[Opening Extracted information section]
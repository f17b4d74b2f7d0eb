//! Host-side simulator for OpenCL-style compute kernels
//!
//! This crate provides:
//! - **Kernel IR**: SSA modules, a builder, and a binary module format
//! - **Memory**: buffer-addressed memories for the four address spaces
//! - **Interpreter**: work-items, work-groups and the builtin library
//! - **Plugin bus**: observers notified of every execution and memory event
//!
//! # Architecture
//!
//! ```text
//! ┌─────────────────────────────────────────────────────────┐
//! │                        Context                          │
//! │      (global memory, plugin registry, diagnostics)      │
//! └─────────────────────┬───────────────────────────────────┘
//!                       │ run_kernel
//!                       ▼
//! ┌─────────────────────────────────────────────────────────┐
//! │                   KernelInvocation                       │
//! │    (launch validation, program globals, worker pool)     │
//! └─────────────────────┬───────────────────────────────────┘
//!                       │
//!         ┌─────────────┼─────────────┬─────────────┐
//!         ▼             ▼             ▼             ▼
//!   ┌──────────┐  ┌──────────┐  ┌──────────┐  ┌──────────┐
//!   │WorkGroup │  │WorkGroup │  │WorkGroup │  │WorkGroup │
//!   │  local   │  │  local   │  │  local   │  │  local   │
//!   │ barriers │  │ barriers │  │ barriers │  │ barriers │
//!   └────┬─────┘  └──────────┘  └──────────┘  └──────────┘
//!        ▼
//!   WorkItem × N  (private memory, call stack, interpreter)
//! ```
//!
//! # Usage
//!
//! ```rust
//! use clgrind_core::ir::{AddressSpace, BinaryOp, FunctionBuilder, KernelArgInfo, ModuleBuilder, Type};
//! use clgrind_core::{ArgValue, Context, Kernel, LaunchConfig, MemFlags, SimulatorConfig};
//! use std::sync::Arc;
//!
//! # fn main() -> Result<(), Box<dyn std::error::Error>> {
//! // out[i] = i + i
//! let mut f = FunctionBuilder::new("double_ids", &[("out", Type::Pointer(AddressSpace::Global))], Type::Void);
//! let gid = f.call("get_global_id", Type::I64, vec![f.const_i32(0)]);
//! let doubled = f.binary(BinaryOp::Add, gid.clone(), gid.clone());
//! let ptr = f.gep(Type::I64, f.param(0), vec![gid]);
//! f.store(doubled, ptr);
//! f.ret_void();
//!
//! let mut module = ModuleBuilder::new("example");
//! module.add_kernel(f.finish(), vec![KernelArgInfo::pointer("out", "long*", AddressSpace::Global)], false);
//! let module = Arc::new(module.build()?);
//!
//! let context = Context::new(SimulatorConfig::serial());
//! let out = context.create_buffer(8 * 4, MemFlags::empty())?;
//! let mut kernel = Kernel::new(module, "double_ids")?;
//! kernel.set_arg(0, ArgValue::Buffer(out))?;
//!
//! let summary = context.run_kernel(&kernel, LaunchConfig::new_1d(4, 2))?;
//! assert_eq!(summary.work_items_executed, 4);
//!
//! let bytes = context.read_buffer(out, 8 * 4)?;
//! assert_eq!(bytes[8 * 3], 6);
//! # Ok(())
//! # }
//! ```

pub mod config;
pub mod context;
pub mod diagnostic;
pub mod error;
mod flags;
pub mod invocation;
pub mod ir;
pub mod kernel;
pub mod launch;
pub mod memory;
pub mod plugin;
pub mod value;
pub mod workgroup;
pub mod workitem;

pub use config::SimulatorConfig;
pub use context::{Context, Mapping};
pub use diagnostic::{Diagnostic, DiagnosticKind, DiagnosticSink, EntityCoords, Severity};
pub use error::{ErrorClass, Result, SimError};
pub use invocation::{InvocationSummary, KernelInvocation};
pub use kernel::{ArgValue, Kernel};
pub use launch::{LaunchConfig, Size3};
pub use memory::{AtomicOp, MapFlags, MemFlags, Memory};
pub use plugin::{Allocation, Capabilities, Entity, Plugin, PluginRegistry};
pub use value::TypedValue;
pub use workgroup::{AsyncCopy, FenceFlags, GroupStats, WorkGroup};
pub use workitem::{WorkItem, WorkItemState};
[Closing Extracted information section]
• **Task to carry out**
Print only these lines, please. They run from the start of the entries above to the line containing "four address spaces", both ends included, and must match exactly.

• **Finished task**
repository f17b4d74b2f7d0eb
//! Host-side simulator for OpenCL-style compute kernels
//!
//! This crate provides:
//! - **Kernel IR**: SSA modules, a builder, and a binary module format
//! - **Memory**: buffer-addressed memories for the four address spaces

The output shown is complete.